Aim of the exercise:
Every entry, from the first line to the last, should be output exactly.

Stored data:
****************
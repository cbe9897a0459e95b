//! Bounded buffer of the helper's most recent output lines.

use std::collections::VecDeque;

/// Fixed-capacity line buffer; pushing into a full ring drops the oldest line.
#[derive(Debug, Clone, PartialEq, Eq)]
pub struct LineRing {
    lines: VecDeque<String>,
    capacity: usize,
}

impl LineRing {
    /// Creates an empty ring holding at most `capacity` lines (minimum 1).
    pub fn new(capacity: usize) -> Self {
        let capacity = capacity.max(1);
        Self {
            lines: VecDeque::with_capacity(capacity),
            capacity,
        }
    }

    pub fn push(&mut self, line: impl Into<String>) {
        if self.lines.len() == self.capacity {
            self.lines.pop_front();
        }
        self.lines.push_back(line.into());
    }

    pub fn capacity(&self) -> usize {
        self.capacity
    }

    pub fn len(&self) -> usize {
        self.lines.len()
    }

    pub fn is_empty(&self) -> bool {
        self.lines.is_empty()
    }

    /// Oldest line first.
    pub fn iter(&self) -> impl Iterator<Item = &str> + '_ {
        self.lines.iter().map(String::as_str)
    }

    /// Whether any retained line contains `marker`.
    pub fn contains(&self, marker: &str) -> bool {
        self.iter().any(|line| line.contains(marker))
    }
}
****************
Answer box:
repository cbe9897a0459e95b
//! Bounded buffer of the helper's most recent output lines.

use std::collections::VecDeque;

/// Fixed-capacity line buffer; pushing into a full ring drops the oldest line.
#[derive(Debug, Clone, PartialEq, Eq)]
pub struct LineRing {
    lines: VecDeque<String>,
    capacity: usize,
}

impl LineRing {
    /// Creates an empty ring holding at most `capacity` lines (minimum 1).
    pub fn new(capacity: usize) -> Self {
        let capacity = capacity.max(1);
        Self {
            lines: VecDeque::with_capacity(capacity),
            capacity,
        }
    }

    pub fn push(&mut self, line: impl Into<String>) {
        if self.lines.len() == self.capacity {
            self.lines.pop_front();
        }
        self.lines.push_back(line.into());
    }

    pub fn capacity(&self) -> usize {
        self.capacity
    }

    pub fn len(&self) -> usize {
        self.lines.len()
    }

    pub fn is_empty(&self) -> bool {
        self.lines.is_empty()
    }

    /// Oldest line first.
    pub fn iter(&self) -> impl Iterator<Item = &str> + '_ {
        self.lines.iter().map(String::as_str)
    }

    /// Whether any retained line contains `marker`.
    pub fn contains(&self, marker: &str) -> bool {
        self.iter().any(|line| line.contains(marker))
    }
}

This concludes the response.